Письма Карамзина Дмитриеву за этот год полны журнальными заботами: «По праву дружбы требую от тебя, чтобы ты, любезный друг, писал для „Московского журнала“. Твои пиесы нравятся умным читателям»; «„Шмит“, „Попугай“ и „Ефрем“, конечно, не лучшие из твоих пиес, однако ж имеют свою цену, и я уверен, что многим из читателей они полюбились. В журнале хороши и безделки, – и самые великие поэты сочиняли иногда „Ефремов“ и не стыдились их. Впрочем, я из экономии не напечатал в августе ни одной из твоих пиес, кроме „Ефрема“; тут было довольно Державинских»; «Сердечно благодарю тебя за все стихи твои. Слава Богу, что Сызранский воздух имеет для тебя силу вдохновения! Пиши, мой друг, пиши, и непременно пришли мне ту сказку, которой начало читал ты мне в Москве»; «…Многие места в печальной твоей песне на смерть Потемкина мне очень полюбились. Все будет напечатано и, конечно, к удовольствию читателей…»; «Благодарю тебя, любезный друг Иван Иванович, за твое письмо, а особливо за сказку, которую читал я два раза с удовольствием, вместе с А. А. Петровым…»; «С позволения твоего, „Модная жена“ выедет в свет в генваре или феврале месяце. Между тем прошу тебя прислать мне и другую сказку, которой начало читал ты мне в Москве…»; «Надпись к портрету „И это человек“ и пр. очень полюбилась, и многие твердят ее наизусть»; «Скажу тебе приятную весть – приятную, говорю, думая, что ты вместе со всеми Евиными чадами имеешь самолюбие, или честолюбие, и любишь, когда тебя хвалят. „Модная жена“ очень понравилась нашей московской публике, и притом публике всякого разбора. „Это прекрасно“, – говорит молодой франт; „В иных местах очень вольно“, – говорит модная дама с стыдливой улыбкой».

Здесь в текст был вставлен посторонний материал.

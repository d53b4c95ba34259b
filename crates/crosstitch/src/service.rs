mod builder;
pub use builder::Builder;

use crate::handler::{Chain, Request};

use crosstitch_core::{
    schema::{EntityId, Schema},
    stmt,
    transport::Headers,
    Error, Result,
};

use indexmap::IndexMap;
use std::sync::Arc;

/// Mandatory read filters, keyed by the entity every read of which must
/// carry them. Applied both to direct reads of the entity and to the
/// stitcher's batched lookups against it.
pub(crate) type ReadFilters = IndexMap<EntityId, stmt::Expr>;

/// Shared state between all `Service` clones.
struct Shared {
    schema: Arc<Schema>,
    /// One handler chain per entity, indexed by `EntityId`.
    chains: Vec<Chain>,
}

/// The read gateway. Cloning is cheap; requests share no mutable state, so
/// concurrent reads need no coordination.
#[derive(Clone)]
pub struct Service {
    shared: Arc<Shared>,
}

impl Service {
    pub fn builder() -> Builder {
        Builder::default()
    }

    pub fn schema(&self) -> &Arc<Schema> {
        &self.shared.schema
    }

    /// Serve a read request.
    pub async fn read(&self, stmt: stmt::Select) -> Result<Vec<stmt::ValueRecord>> {
        self.read_with_headers(stmt, Headers::new()).await
    }

    /// Serve a read request, carrying the inbound request's headers through
    /// to any remote calls it triggers.
    pub async fn read_with_headers(
        &self,
        stmt: stmt::Select,
        headers: Headers,
    ) -> Result<Vec<stmt::ValueRecord>> {
        let chain = self
            .shared
            .chains
            .get(stmt.source.0)
            .ok_or_else(|| Error::unknown_entity(format!("{:?}", stmt.source)))?;

        chain.run(Request { stmt, headers }).await
    }
}

impl std::fmt::Debug for Service {
    fn fmt(&self, f: &mut std::fmt::Formatter<'_>) -> std::fmt::Result {
        f.debug_struct("Service")
            .field("entities", &self.shared.schema.entities.len())
            .finish()
    }
}
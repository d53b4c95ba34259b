use std::fmt;

#[derive(Copy, Clone, PartialEq)]
pub enum BinaryOp {
    Eq,
    Ne,
    Ge,
    Gt,
    Le,
    Lt,
}

impl BinaryOp {
    pub fn is_eq(self) -> bool {
        matches!(self, Self::Eq)
    }

    pub fn is_ne(self) -> bool {
        matches!(self, Self::Ne)
    }
}

impl fmt::Display for BinaryOp {
    fn fmt(&self, f: &mut fmt::Formatter<'_>) -> fmt::Result {
        use BinaryOp::*;

        match self {
            Eq => "=".fmt(f),
            Ne => "!=".fmt(f),
            Ge => ">=".fmt(f),
            Gt => ">".fmt(f),
            Le => "<=".fmt(f),
            Lt => "<".fmt(f),
        }
    }
}

impl fmt::Debug for BinaryOp {
    fn fmt(&self, f: &mut fmt::Formatter<'_>) -> fmt::Result {
        fmt::Display::fmt(self, f)
    }
}
//! The Risk / Business Partner catalog and service assembly.
//!
//! Risks live in the local store; Business Partners are reachable only
//! through the remote API and cannot participate in native joins. The
//! service built here lets callers expand `businessPartner` on a Risks read
//! anyway, resolved behind the scenes by the remote-expand stage.

use crate::{Config, Derive, Service};

use crosstitch_core::{
    driver::Driver,
    schema::{EntityBuilder, Schema},
    stmt::{Expr, Type},
    transport::Transport,
    Result,
};

pub const RISKS: &str = "Risks";
pub const BUSINESS_PARTNERS: &str = "BusinessPartners";

/// The two-system entity catalog.
pub fn schema() -> Result<Schema> {
    Schema::builder()
        .entity(
            EntityBuilder::new(RISKS)
                .field("id", Type::I64)
                .field("title", Type::String)
                .field("prio_code", Type::String)
                .field("impact", Type::I64)
                .field("bp_id", Type::String)
                .belongs_to("businessPartner", BUSINESS_PARTNERS, "bp_id", "BusinessPartner")
                .virtual_field("criticality", Type::I64)
                .virtual_field("priorityCriticality", Type::I64),
        )
        .entity(
            EntityBuilder::new(BUSINESS_PARTNERS)
                .remote()
                .collection("A_BusinessPartner")
                .field("BusinessPartner", Type::String)
                .field("FirstName", Type::String)
                .field("LastName", Type::String)
                .field("BusinessPartnerFullName", Type::String),
        )
        .build()
}

/// The sandbox returns many business partners with empty names; nothing
/// that reaches a caller may include them.
pub fn validity_filter() -> Expr {
    Expr::and(
        Expr::ne(Expr::field("FirstName"), ""),
        Expr::ne(Expr::field("LastName"), ""),
    )
}

/// Assembles the risk service: the Risks chain derives computed fields and
/// resolves the cross-system expansion; the BusinessPartners chain forwards
/// straight to the remote collection.
pub fn service(driver: impl Driver, transport: impl Transport, config: Config) -> Result<Service> {
    let mut builder = Service::builder();
    builder
        .schema(schema()?)
        .driver(driver)
        .transport(transport)
        .config(config)
        .read_filter(BUSINESS_PARTNERS, validity_filter())
        .handler(RISKS, Derive);
    builder.build()
}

Пишет он и о других авторах: «Я очень рад, что любезные наши Державины против нас не переменились. Уверь их, любезный друг, в моем почтении и в моей благодарности. При случае можешь сказать Гаврилу Романовичу, что я все еще надеюсь получить от него что-нибудь для моего журнала. Херасков все обещает. Теперь переделывает он своего „Владимира“ и прибавляет десять песней новых»; «К Гаврилу Романовичу писал; а тебя прошу поблагодарить от меня г. Львова за его стансы и попросить его, чтобы он и вперед сообщал мне свои сочинения. Скажи, какой это Львов? „Стансы“ будут напечатаны в июле месяце»; «Что сделалось с Туманским? Я получаю от него оду за одой, послание за посланием. К нещастию, я не могу ничего напечатать, и притом по таким причинам, которых нельзя объявить автору»; «Мужественно и храбро пробился я сквозь тысячу Николевских стихов; хотя тысячу раз колебался, однако ж, преодолев самого себя, добрался до конца. Конечно, есть несколько порядочных стишков; но сии малочисленные изрядные стишки не могут сделать сносною Эпистолы в 1000 стихов. Признаться тебе, милый друг, что если бы все стихи писались так, то я возненавидел бы стихотворство. Стихи Комарова, подобные прозе Семена Пирогова, заставляют меня, по крайней мере, смеяться; а это жесткое послание (и притом лирическое!!!) так натерло мой мозг, что он несколько часов был подобен болячке»; «Август (то есть августовский номер „Московского журнала“. – В. М.) дней через семь может отправиться в Петербург. Тут увидишь сочинение одной девицы, в котором есть гладкие стихи, но нет поэзии»; «Люди, мною уважаемые, иногда просят, чтобы я помещал в журнале вялые рифмосплетения или детей их, или племянниц, или племянников. Иногда бываю принужден исполнять их желания».

В июне Карамзина порадовало доброе слово Державина. Дмитриев прислал стихотворение «Прогулка в Сарском селе» якобы от неизвестного автора. Однако эту маленькую мистификацию отгадать было нетрудно. «„Прогулку в Сарском селе“ получил и тотчас узнал сочинителя, – в тот же день ответил другу Карамзин. – Я напечатаю ее в августе (разумеется, что имени моего тут не будет)».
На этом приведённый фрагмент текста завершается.